## DATA SUPPLIED
───
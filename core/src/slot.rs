//! The single in-flight prediction and the set of already-used targets.
//!
//! At most one [`PredictionSlot`] is pending at any time. [`SlotKeeper`] is the only
//! place that can open, advance, resolve or clear it.

use std::collections::HashSet;

use chrono::{DateTime, Utc};
use thiserror::Error;

use croupier_types::{GameNumber, Outcome, Suit};

#[derive(Debug, Clone, Copy, PartialEq, Eq)]
pub enum SlotStatus {
    Pending,
    Resolved(Outcome),
}

/// One outstanding prediction.
///
/// `R` is whatever the outbound transport needs to amend the published message later;
/// the core never looks inside it.
#[derive(Debug, Clone, PartialEq, Eq)]
pub struct PredictionSlot<R> {
    pub target: GameNumber,
    pub suit: Suit,
    pub origin_trigger: GameNumber,
    pub check_offset: u8,
    pub outbound_ref: R,
    pub status: SlotStatus,
    pub opened_at: DateTime<Utc>,
    pub last_progress_at: DateTime<Utc>,
}

impl<R> PredictionSlot<R> {
    /// The only number this slot will react to next.
    #[must_use]
    pub fn expected(&self) -> GameNumber {
        self.target.plus(u32::from(self.check_offset))
    }

    #[must_use]
    pub fn is_pending(&self) -> bool {
        matches!(self.status, SlotStatus::Pending)
    }
}

#[derive(Debug, Clone, PartialEq, Eq, Error)]
pub enum SlotError {
    #[error("prediction {pending} is still pending")]
    Occupied { pending: GameNumber },
    #[error("no prediction is pending")]
    Empty,
    #[error("check offset already at maximum {max}")]
    OffsetExhausted { max: u8 },
}

#[derive(Debug)]
pub struct SlotKeeper<R> {
    active: Option<PredictionSlot<R>>,
    targeted: HashSet<GameNumber>,
}

impl<R> Default for SlotKeeper<R> {
    fn default() -> Self {
        Self {
            active: None,
            targeted: HashSet::new(),
        }
    }
}

impl<R> SlotKeeper<R> {
    #[must_use]
    pub fn active(&self) -> Option<&PredictionSlot<R>> {
        self.active.as_ref()
    }

    #[must_use]
    pub fn is_free(&self) -> bool {
        self.active.is_none()
    }

    #[must_use]
    pub fn is_targeted(&self, target: GameNumber) -> bool {
        self.targeted.contains(&target)
    }

    #[must_use]
    pub fn targeted_count(&self) -> usize {
        self.targeted.len()
    }

    /// Open a new pending slot and remember its target.
    ///
    /// Rejected without any mutation while another slot is pending.
    pub fn create(
        &mut self,
        target: GameNumber,
        suit: Suit,
        origin_trigger: GameNumber,
        outbound_ref: R,
        now: DateTime<Utc>,
    ) -> Result<&PredictionSlot<R>, SlotError> {
        if let Some(slot) = &self.active {
            return Err(SlotError::Occupied {
                pending: slot.target,
            });
        }
        self.targeted.insert(target);
        let slot = self.active.insert(PredictionSlot {
            target,
            suit,
            origin_trigger,
            check_offset: 0,
            outbound_ref,
            status: SlotStatus::Pending,
            opened_at: now,
            last_progress_at: now,
        });
        Ok(&*slot)
    }

    /// Move the pending slot one number further.
    ///
    /// Fails once the offset has reached `max_offset`; the caller resolves as lost instead.
    pub fn advance(&mut self, max_offset: u8, now: DateTime<Utc>) -> Result<&PredictionSlot<R>, SlotError> {
        let slot = self.active.as_mut().ok_or(SlotError::Empty)?;
        if slot.check_offset >= max_offset {
            return Err(SlotError::OffsetExhausted { max: max_offset });
        }
        slot.check_offset += 1;
        slot.last_progress_at = now;
        Ok(&*slot)
    }

    /// Settle the pending slot and free it. The returned slot carries the outcome.
    pub fn resolve(&mut self, outcome: Outcome) -> Result<PredictionSlot<R>, SlotError> {
        let mut slot = self.active.take().ok_or(SlotError::Empty)?;
        slot.status = SlotStatus::Resolved(outcome);
        Ok(slot)
    }

    /// Drop the current slot whatever its state.
    pub fn clear(&mut self) -> Option<PredictionSlot<R>> {
        self.active.take()
    }

    pub fn clear_targeted(&mut self) {
        self.targeted.clear();
    }
}

#[cfg(test)]
mod tests {
    use super::*;

    fn n(value: u32) -> GameNumber {
        GameNumber::new(value).unwrap()
    }

    fn keeper_with_slot() -> SlotKeeper<u64> {
        let mut keeper = SlotKeeper::default();
        keeper
            .create(n(100), Suit::Hearts, n(99), 7, Utc::now())
            .unwrap();
        keeper
    }

    #[test]
    fn create_records_target_and_starts_at_zero() {
        let keeper = keeper_with_slot();
        let slot = keeper.active().unwrap();
        assert_eq!(slot.check_offset, 0);
        assert_eq!(slot.expected(), n(100));
        assert!(slot.is_pending());
        assert!(keeper.is_targeted(n(100)));
    }

    #[test]
    fn second_create_is_rejected_without_mutation() {
        let mut keeper = keeper_with_slot();
        let err = keeper
            .create(n(200), Suit::Clubs, n(199), 8, Utc::now())
            .unwrap_err();
        assert_eq!(err, SlotError::Occupied { pending: n(100) });
        let slot = keeper.active().unwrap();
        assert_eq!(slot.target, n(100));
        assert_eq!(slot.outbound_ref, 7);
        assert!(!keeper.is_targeted(n(200)));
    }

    #[test]
    fn advance_stops_at_max_offset() {
        let mut keeper = keeper_with_slot();
        for expected in 1..=3 {
            assert_eq!(keeper.advance(3, Utc::now()).unwrap().check_offset, expected);
        }
        assert_eq!(
            keeper.advance(3, Utc::now()).unwrap_err(),
            SlotError::OffsetExhausted { max: 3 }
        );
        assert_eq!(keeper.active().unwrap().expected(), n(103));
    }

    #[test]
    fn resolve_frees_the_slot_but_keeps_target() {
        let mut keeper = keeper_with_slot();
        let resolved = keeper.resolve(Outcome::Won(0)).unwrap();
        assert_eq!(resolved.status, SlotStatus::Resolved(Outcome::Won(0)));
        assert!(keeper.is_free());
        assert!(keeper.is_targeted(n(100)));
        assert!(
            keeper
                .create(n(200), Suit::Clubs, n(199), 9, Utc::now())
                .is_ok()
        );
    }

    #[test]
    fn operations_on_empty_keeper() {
        let mut keeper: SlotKeeper<u64> = SlotKeeper::default();
        assert_eq!(keeper.advance(3, Utc::now()).unwrap_err(), SlotError::Empty);
        assert_eq!(keeper.resolve(Outcome::Lost).unwrap_err(), SlotError::Empty);
        assert!(keeper.clear().is_none());
    }

    #[test]
    fn clear_is_unconditional() {
        let mut keeper = keeper_with_slot();
        keeper.advance(3, Utc::now()).unwrap();
        let cleared = keeper.clear().unwrap();
        assert_eq!(cleared.check_offset, 1);
        assert!(keeper.is_free());
        keeper.clear_targeted();
        assert_eq!(keeper.targeted_count(), 0);
    }
}
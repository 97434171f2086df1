//! Error kinds raised while building and lowering node trees.
//!
//! - [`ConfigError`]: API misuse caught when a declaration or reference is
//!   constructed (a `void` variable, a duplicate class).
//! - [`OperandError`]: malformed operands caught eagerly by node constructors.
//! - [`CastError`]: no legal conversion between two static types. Raised at
//!   emission time, before anything reaches the sink.
//!
//! Runtime-only failures (an unboxing mismatch, a failed downcast, a checked
//! narrowing overflow) are never reported here; they are encoded into the
//! instruction stream and surface when the generated code executes.

use thiserror::Error;

pub use crate::casting::CastError;
use crate::String;

#[derive(Debug, Clone, PartialEq, Eq, Error)]
pub enum ConfigError {
    #[error("cannot declare {what} `{name}` of type void")]
    VoidType { what: &'static str, name: String },

    #[error("class `{name}` is already declared")]
    DuplicateClass { name: String },

    #[error("class `{class}` cannot extend interface `{interface}`")]
    InterfaceAsParent { class: String, interface: String },

    #[error("`{ty}` is not a valid array element type")]
    InvalidElementType { ty: String },
}

#[derive(Debug, Clone, PartialEq, Eq, Error)]
pub enum OperandError {
    #[error("{what} slot {index} is out of range (limit {limit})")]
    SlotOutOfRange {
        what: &'static str,
        index: usize,
        limit: usize,
    },

    #[error("instance {what} `{name}` requires a target expression")]
    MissingTarget { what: &'static str, name: String },

    #[error("static {what} `{name}` does not take a target expression")]
    UnexpectedTarget { what: &'static str, name: String },

    #[error("cannot index into a value of type `{ty}`")]
    NotAnArray { ty: String },

    #[error("array index must be an integer, found `{ty}`")]
    InvalidIndexType { ty: String },

    #[error("operator `{op}` cannot be applied to `{ty}`")]
    InvalidOperandType { op: &'static str, ty: String },

    #[error("operator `{op}` cannot be applied to `{left}` and `{right}`")]
    MismatchedOperands {
        op: &'static str,
        left: String,
        right: String,
    },

    #[error("`{method}` expects {expected} arguments, received {received}")]
    ArgumentCount {
        method: String,
        expected: usize,
        received: usize,
    },

    #[error("condition must be bool, found `{ty}`")]
    NonBooleanCondition { ty: String },

    #[error("`{method}` is not a constructor")]
    NotAConstructor { method: String },

    #[error("`{method}` is a constructor and cannot be called directly")]
    ConstructorCall { method: String },

    #[error("cannot use a `void` expression as a value")]
    VoidValue,
}

#[derive(Debug, Clone, PartialEq, Eq, Error)]
pub enum CompileError {
    #[error(transparent)]
    Config(#[from] ConfigError),

    #[error(transparent)]
    Operand(#[from] OperandError),

    #[error(transparent)]
    Conversion(#[from] CastError),

    #[error("label L{0} was never marked")]
    UnresolvedLabel(u32),

    #[error("method `{method}` must end with a return statement")]
    MissingReturn { method: String },
}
───
## TASK OBJECTIVE
Beginning at the first line of the records, give again each line exactly as written, ending with the line that contains "use std::collections::HashSet;".

## YOUR SOLUTION
filename core/src/slot.rs
//! The single in-flight prediction and the set of already-used targets.
//!
//! At most one [`PredictionSlot`] is pending at any time. [`SlotKeeper`] is the only
//! place that can open, advance, resolve or clear it.

use std::collections::HashSet;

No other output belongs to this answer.